CN109134576B - Method for synthesizing lithocholic acid by taking hyodeoxycholic acid as raw material - Google Patents

Abstract

The invention discloses a method for synthesizing lithocholic acid by taking hyodeoxycholic acid as a raw material. The method adopts hyodeoxycholic acid as a starting material, and generates lithocholic acid through 7 steps of esterification of 24-carboxyl, oxidation of 3 alpha-hydroxyl and 6 alpha-hydroxyl into carbonyl, selective reduction, acylation, hydrazone formation, hydrazone removal and hydrolysis. The invention has the advantages of cheap and easily obtained starting raw materials, no hydrazine hydrate used in the synthesis process, safe, environment-friendly and mild synthesis process conditions, high total yield and suitability for industrial production.

Description

Method for synthesizing lithocholic acid by taking hyodeoxycholic acid as raw material

Technical Field

The invention relates to the technical field of organic synthesis, in particular to a method for synthesizing lithocholic acid by taking hyodeoxycholic acid as a raw material.

Background

Lithocholic acid, named 3 alpha-hydroxy-5 beta-cholanic acid, is a bile acid existing in human, bovine and rabbit bile and bovine and pig gallstones, and researches show that the lithocholic acid and derivatives thereof have various physiological activities and tumor inhibition effects, such as capability of selectively killing neuroma cells and almost no toxicity to normal cells; the content change of the compound has important reference value in liver disease diagnosis.

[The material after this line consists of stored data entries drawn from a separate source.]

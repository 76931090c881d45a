pub mod gate;
pub mod landing;
pub mod middleware;
pub mod observer;
pub mod repository;
pub mod role;
pub mod service;

mod routes;
pub use routes::get_router;
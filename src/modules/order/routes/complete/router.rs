use super::handler;
use crate::types::Context;
use axum::routing::{put, Router};
use std::sync::Arc;

pub fn get_router() -> Router<Arc<Context>> {
    Router::new().route("/:id/complete", put(handler::handler))
}
pub mod request {
    use crate::modules::{auth::middleware::ChefAuth, chef::discovery};
    use serde::Deserialize;
    use std::borrow::Cow;
    use validator::{Validate, ValidationError};

    fn validate_required(value: &str) -> Result<(), ValidationError> {
        match value.trim().is_empty() {
            false => Ok(()),
            true => Err(ValidationError::new("REQUIRED")
                .with_message(Cow::from("This field is required"))),
        }
    }

    fn validate_food_types(food_types: &Vec<String>) -> Result<(), ValidationError> {
        match food_types
            .iter()
            .all(|food_type| discovery::food_type(food_type).is_some())
        {
            true => Ok(()),
            false => Err(ValidationError::new("INVALID_FOOD_TYPE").with_message(Cow::from(
                "Food types must be one of Swahili, Vegan, Keto, Grill, Pastry, Healthy",
            ))),
        }
    }

    #[derive(Deserialize, Validate)]
    pub struct Body {
        #[validate(custom(code = "INVALID_BUSINESS_NAME", function = "validate_required"))]
        pub business_name: String,
        #[validate(custom(code = "INVALID_LOCATION", function = "validate_required"))]
        pub location: String,
        pub bio: Option<String>,
        #[serde(default)]
        #[validate(custom(code = "INVALID_FOOD_TYPE", function = "validate_food_types"))]
        pub food_types: Vec<String>,
    }

    pub struct Payload {
        pub auth: ChefAuth,
        pub body: Body,
    }
}

pub mod response {
    use crate::{modules::chef::repository::Chef, utils::validation};
    use axum::{extract::Json, http::StatusCode, response::IntoResponse};
    use serde_json::json;
    use validator::ValidationErrors;

    pub enum Success {
        ChefCreated(Chef),
    }

    impl IntoResponse for Success {
        fn into_response(self) -> axum::response::Response {
            match self {
                Self::ChefCreated(chef) => (
                    StatusCode::CREATED,
                    Json(json!({
                        "message": "Kitchen profile submitted for approval",
                        "data": chef
                    })),
                )
                    .into_response(),
            }
        }
    }

    pub enum Error {
        FailedToValidate(ValidationErrors),
        AlreadyOnboarded,
        FailedToCreateChef,
    }

    impl IntoResponse for Error {
        fn into_response(self) -> axum::response::Response {
            match self {
                Self::FailedToValidate(errors) => validation::into_response(errors).into_response(),
                Self::AlreadyOnboarded => (
                    StatusCode::CONFLICT,
                    Json(json!({ "error": "You've already created a kitchen profile" })),
                )
                    .into_response(),
                Self::FailedToCreateChef => (
                    StatusCode::INTERNAL_SERVER_ERROR,
                    Json(json!({ "error": "Failed to create kitchen profile" })),
                )
                    .into_response(),
            }
        }
    }

    pub type Response = Result<Success, Error>;
}
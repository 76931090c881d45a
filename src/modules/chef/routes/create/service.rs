use super::types::{request, response};
use crate::{
    modules::{
        auth::observer::SessionEvent,
        chef::{discovery, repository},
    },
    types::Context,
};
use itertools::Itertools;
use std::sync::Arc;
use validator::Validate;

pub async fn service(ctx: Arc<Context>, payload: request::Payload) -> response::Response {
    payload.body.validate().map_err(|errors| {
        tracing::warn!("Failed to validate payload: {errors}");
        response::Error::FailedToValidate(errors)
    })?;

    let account_id = payload.auth.identity.account_id;

    if repository::find_by_account_id(&ctx.db_conn.pool, account_id.clone())
        .await
        .map_err(|_| response::Error::FailedToCreateChef)?
        .is_some()
    {
        return Err(response::Error::AlreadyOnboarded);
    }

    let food_types = payload
        .body
        .food_types
        .iter()
        .filter_map(|food_type| discovery::food_type(food_type))
        .unique()
        .map(String::from)
        .collect();

    let chef = repository::create(
        &ctx.db_conn.pool,
        repository::CreateChefPayload {
            account_id: account_id.clone(),
            business_name: payload.body.business_name.trim().to_string(),
            location: payload.body.location.trim().to_string(),
            bio: payload.body.bio.map(|bio| bio.trim().to_string()),
            food_types,
        },
    )
    .await
    .map_err(|_| response::Error::FailedToCreateChef)?;

    ctx.observer
        .publish(SessionEvent::ProfileChanged { account_id });

    Ok(response::Success::ChefCreated(chef))
}
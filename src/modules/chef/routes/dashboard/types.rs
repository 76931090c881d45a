pub mod request {
    use crate::modules::auth::middleware::ChefAuth;

    pub struct Payload {
        pub auth: ChefAuth,
    }
}

pub mod response {
    use crate::modules::chef::repository::Chef;
    use axum::{extract::Json, http::StatusCode, response::IntoResponse};
    use serde_json::json;

    pub enum Success {
        Dashboard { chef: Chef, meal_count: i64 },
    }

    impl IntoResponse for Success {
        fn into_response(self) -> axum::response::Response {
            match self {
                Self::Dashboard { chef, meal_count } => (
                    StatusCode::OK,
                    Json(json!({ "data": { "chef": chef, "meal_count": meal_count } })),
                )
                    .into_response(),
            }
        }
    }

    pub enum Error {
        ChefNotOnboarded,
        FailedToFetchDashboard,
    }

    impl IntoResponse for Error {
        fn into_response(self) -> axum::response::Response {
            match self {
                Self::ChefNotOnboarded => (
                    StatusCode::NOT_FOUND,
                    Json(json!({
                        "error": "Kitchen profile not created",
                        "redirect": "/chef-onboarding"
                    })),
                )
                    .into_response(),
                Self::FailedToFetchDashboard => (
                    StatusCode::INTERNAL_SERVER_ERROR,
                    Json(json!({ "error": "Failed to fetch dashboard" })),
                )
                    .into_response(),
            }
        }
    }

    pub type Response = Result<Success, Error>;
}
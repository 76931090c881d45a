use super::types::{request, response};
use crate::{
    modules::{chef, order::repository},
    types::Context,
};
use std::sync::Arc;

pub async fn service(ctx: Arc<Context>, payload: request::Payload) -> response::Response {
    let order = repository::find_by_id(&ctx.db_conn.pool, payload.id)
        .await
        .map_err(|_| response::Error::FailedToCompleteOrder)?
        .ok_or(response::Error::OrderNotFound)?;

    let chef =
        chef::repository::find_by_account_id(&ctx.db_conn.pool, payload.auth.identity.account_id)
            .await
            .map_err(|_| response::Error::FailedToCompleteOrder)?;

    if chef.map(|chef| chef.id) != Some(order.chef_id) {
        return Err(response::Error::NotOrderChef);
    }

    repository::mark_completed(&ctx.db_conn.pool, order.id)
        .await
        .map_err(|_| response::Error::FailedToCompleteOrder)
        .map(response::Success::OrderCompleted)
}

At present, lithocholic acid is mainly derived from extraction and separation of animal bile, and a chemical synthesis method is rarely reported and cannot meet market demands; therefore, it is necessary to develop a novel, practical and industrially suitable synthetic route. In 1946, Journal of Biological Chemistry, 1946, 162,555-563 reported that deoxycholic acid as a starting material was subjected to methyl esterification and hydroxyl double protection, then selectively removed 3-OH protecting group, hydrolyzed, and hydrogenated to synthesize lithocholic acid through 7-step reaction. The reaction formula is as follows:

in the synthetic route, an expensive platinum dioxide catalyst is used, the yield is only 23%, the cost is high, the yield is low, and the industrial production is limited.

Although CN106977572A discloses a method for synthesizing lithocholic acid from hyodeoxycholic acid as a raw material, which discloses a method for synthesizing lithocholic acid by using a two-step reaction, hydrazine hydrate is used in the reduction reaction of Huang Minlon in the patent, since hydrazine hydrate is a highly toxic reagent and is explosive at high temperature, and post-treatment due to the use of hydrazine hydrate is very complicated and not environment-friendly, the method for synthesizing lithocholic acid from hyodeoxycholic acid as a raw material disclosed in CN106977572A cannot meet the requirements of environment-friendly and safe production, and is difficult to implement industrial production.

Disclosure of Invention

In order to make up the defects of the prior art, the invention provides a method for synthesizing lithocholic acid by using hyodeoxycholic acid as a raw material.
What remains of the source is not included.